The next job was to remove the Hard Disk Drive (HDD) and replace it with a spare 250GB SSD to gain some speed of operation. The plan then was to load Linux. The question is which Linux? I have little experience of Linux and this is precisely why I want to do it. I note that Ubuntu is being used in the computers in the Lounge at Moorabbin and my first thought was to do likewise because they seem easy to use. I have kept a copy of the PC Update article by Hugh Macdonald on ‘How to Install Linux’ and used that as a guide.

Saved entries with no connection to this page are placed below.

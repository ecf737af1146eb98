//! Best-effort derivation of the speed factor from scene geometry.
//!
//! Lane markings show up as near-vertical lines in a road-facing camera. The median
//! horizontal spacing between neighbouring markings is taken as one lane width, which
//! fixes the metres-per-pixel scale. When markings cannot be found the full frame width
//! is assumed to span a fixed distance, and when the frame itself is unusable a
//! configured constant is returned. Estimation never fails.

use std::path::Path;

use image::GrayImage;
use imageproc::hough::{detect_lines, LineDetectionOptions, PolarLine};
use tracing::{info, warn};

use crate::config::CalibrationConfig;
use crate::math;

// m/s to km/h
const MS_TO_KMH: f32 = 3.6;

#[derive(Debug, Clone, Copy, PartialEq)]
pub enum CalibrationMethod {
    LaneMarkings { lane_width_px: f32 },
    SceneWidth,
    Default,
}

#[derive(Debug, Clone, Copy, PartialEq)]
pub struct Calibration {
    /// km/h per px/s
    pub speed_factor: f32,
    pub method: CalibrationMethod,
}

#[derive(Debug, Clone, Default)]
pub struct CalibrationEstimator {
    config: CalibrationConfig,
}

impl CalibrationEstimator {
    pub fn new(config: CalibrationConfig) -> Self {
        Self { config }
    }

    pub fn fallback(&self) -> Calibration {
        Calibration {
            speed_factor: self.config.default_factor,
            method: CalibrationMethod::Default,
        }
    }

    pub fn estimate(&self, frame: &GrayImage) -> Calibration {
        let (width, height) = frame.dimensions();
        if width == 0 || height == 0 {
            warn!("empty reference frame, using default speed factor");
            return self.fallback();
        }

        if !self.config.canny_thresholds_usable() {
            warn!(
                "unusable canny thresholds {} / {}, using default speed factor",
                self.config.canny_low, self.config.canny_high
            );
            return self.fallback();
        }

        let edges = imageproc::edges::canny(frame, self.config.canny_low, self.config.canny_high);
        let lines = detect_lines(
            &edges,
            LineDetectionOptions {
                vote_threshold: self.config.vote_threshold,
                suppression_radius: self.config.suppression_radius,
            },
        );

        self.from_lines(&lines, width, height)
    }

    /// Calibrates from lines already detected in a `width` x `height` frame.
    pub fn from_lines(&self, lines: &[PolarLine], width: u32, height: u32) -> Calibration {
        if lines.is_empty() {
            info!("no lines detected, using default speed factor");
            return self.fallback();
        }

        let xs = lane_marking_positions(lines, height as f32);
        if let Some(lane_width_px) = lane_width_px(&xs) {
            let speed_factor = self.config.lane_width_m / lane_width_px * MS_TO_KMH;
            info!(
                "calibrated from {} lane markings: lane width {:.1} px, speed factor {:.4}",
                xs.len(),
                lane_width_px,
                speed_factor
            );

            return Calibration {
                speed_factor,
                method: CalibrationMethod::LaneMarkings { lane_width_px },
            };
        }

        if width == 0 {
            return self.fallback();
        }

        let speed_factor = self.config.scene_width_m / width as f32 * MS_TO_KMH;
        info!(
            "{} lane markings found, assuming {} m scene width: speed factor {:.4}",
            xs.len(),
            self.config.scene_width_m,
            speed_factor
        );

        Calibration {
            speed_factor,
            method: CalibrationMethod::SceneWidth,
        }
    }

    /// Calibrates from an image file, falling back to the default factor when it can't be read.
    pub fn estimate_from_path<P: AsRef<Path>>(&self, path: P) -> Calibration {
        match image::open(path.as_ref()) {
            Ok(img) => self.estimate(&img.to_luma8()),
            Err(err) => {
                warn!(
                    "could not read reference frame {:?}: {}",
                    path.as_ref(),
                    err
                );
                self.fallback()
            }
        }
    }

    /// Calibrates from the first frame of a video, falling back to the default factor
    /// when the video can't be opened or decoded.
    #[cfg(feature = "opencv")]
    pub fn estimate_from_video<P: AsRef<Path>>(&self, path: P) -> Calibration {
        match crate::video::VideoProbe::open(path.as_ref()).and_then(|mut v| v.first_frame()) {
            Ok(frame) => self.estimate(&frame),
            Err(err) => {
                warn!("could not read video {:?}: {}", path.as_ref(), err);
                self.fallback()
            }
        }
    }
}

/// Horizontal positions, at mid-height, of the lines that are more vertical than horizontal.
pub fn lane_marking_positions(lines: &[PolarLine], height: f32) -> Vec<f32> {
    let y = height / 2.0;

    lines
        .iter()
        .filter(|l| l.angle_in_degrees < 45 || l.angle_in_degrees > 135)
        .map(|l| {
            // x cos(t) + y sin(t) = r
            let (sin, cos) = (l.angle_in_degrees as f32).to_radians().sin_cos();
            (l.r - y * sin) / cos
        })
        .filter(|x| x.is_finite())
        .collect()
}

/// Median spacing between neighbouring markings, `None` when under two markings
/// or when the spacing collapses to zero.
pub fn lane_width_px(xs: &[f32]) -> Option<f32> {
    if xs.len() < 2 {
        return None;
    }

    let mut sorted = xs.to_vec();
    sorted.sort_by(|a, b| a.total_cmp(b));

    let gaps: Vec<f32> = sorted.windows(2).map(|w| (w[1] - w[0]).abs()).collect();

    math::median(&gaps).filter(|&w| w > 0.0)
}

I find the Distrowatch.com website daunting and asked members on the Linux Space (our club ‘social media’ site – the Anywhere, Anytime SIG) if there is a particular version (distro) that would be better suited to me and my hardware. Some suggested that I might find Linux Mint a good introduction to Linux without needing a lot of understanding of the basics. It is based on Ubuntu and very popular.
Next I downloaded Linux Mint Cinnamon, verified the download as being complete and correct and installed it on the 250GB SSD. The plan is to install or utilise other software already installed to build up a simulation of my normal Win 10 laptop PC to check out the usability for comparison.

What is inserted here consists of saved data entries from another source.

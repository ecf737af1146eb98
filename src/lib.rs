pub mod adapter;
pub mod assignment;
pub mod bbox;
pub mod calibration;
pub mod config;
pub mod detection;
pub mod error;
pub mod frame;
pub mod math;
pub mod monitor;
pub mod speed;
pub mod track;
pub mod tracker;
pub mod violation;

#[cfg(feature = "opencv")]
pub mod video;

pub mod history;

pub use detection::Detection;
pub use frame::Frame;
pub use track::Track;

use error::Error;
use std::collections::BTreeMap;

pub trait Tracking {
    /// Consumes one frame of detections and returns the confirmed tracks by id.
    fn update(&mut self, dets: &[Detection]) -> Result<BTreeMap<u32, Track>, Error>;

    /// Ids of tracks deleted since the last call.
    fn drain_deleted(&mut self) -> Vec<u32>;
}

I found that Mint boots up very quickly and is reminiscent of Windows. The desktop is clean with a Task Bar along the bottom of the screen with a ‘Start’ button on the left. A very informative update-notifier in the form of a shield on the right-hand side indicates if there are any updates available. Click on the shield and a list of currently available updates to all installed apps appears allowing the selection or not of desired updates and one more click to effect the changes.
I chose to use a password to login to Mint Cinnamon. Unfortunately, I wrote it down and then changed it without noting the change. The consequence was that at the next start-up I was locked out. After racking the brains and trying all combinations and permutations without success, I did a DuckDuckGo search and found the instructions to get in and reset the password. Full marks to Linux, although it is a little scary to know that the security is so easy to foil for someone in possession of the computer.

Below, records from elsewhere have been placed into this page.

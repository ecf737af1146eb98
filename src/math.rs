use num_traits::Float;

/// Arithmetic mean, `None` for an empty slice
pub fn mean<T: Float>(values: &[T]) -> Option<T> {
    if values.is_empty() {
        return None;
    }

    let n = T::from(values.len())?;
    let sum = values.iter().fold(T::zero(), |acc, &x| acc + x);

    Some(sum / n)
}

/// Median (mean of the two middle values for even lengths), `None` for an empty slice.
/// NaNs sort last.
pub fn median<T: Float>(values: &[T]) -> Option<T> {
    if values.is_empty() {
        return None;
    }

    let mut sorted = values.to_vec();
    sorted.sort_by(|a, b| a.partial_cmp(b).unwrap_or_else(|| a.is_nan().cmp(&b.is_nan())));

    let mid = sorted.len() / 2;
    if sorted.len() % 2 == 0 {
        let two = T::one() + T::one();
        Some((sorted[mid - 1] + sorted[mid]) / two)
    } else {
        Some(sorted[mid])
    }
}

I already use Win versions of Firefox, Thunderbird, Zoom, TeamViewer, Libre Office and VLC and although there are minor differences in the Linux versions of programs / applications / apps compared to the Windows versions, it is easy to learn the nuances. However, getting the Linux version of Thunderbird setup the same as my Win version may be something of a chore because I have done quite a bit of surgery on the settings and layout of my Win version. However, I like a challenge.
It is pleasing to note that my Wi-Fi printer / scanner had no problems in co-operating with Linux Mint and obviously connecting to the internet was simple. Some software apps that I need, that are different to what I use in Windows, should not present any great challenges to learn. I have about three years to experiment before support is dropped for Win 10, although I expect that I will transition to seriously using Linux well before that time. As always, the internet can supply answers to most of my questions, particularly our own club Linux Space where I receive good advice and encouragement from the experts, usually within minutes of posting a question. I remember as a boy, I would thumb through a set of Encyclopaedias for answers. What a wonderful time we live in now with almost instant answers available any time of day and night!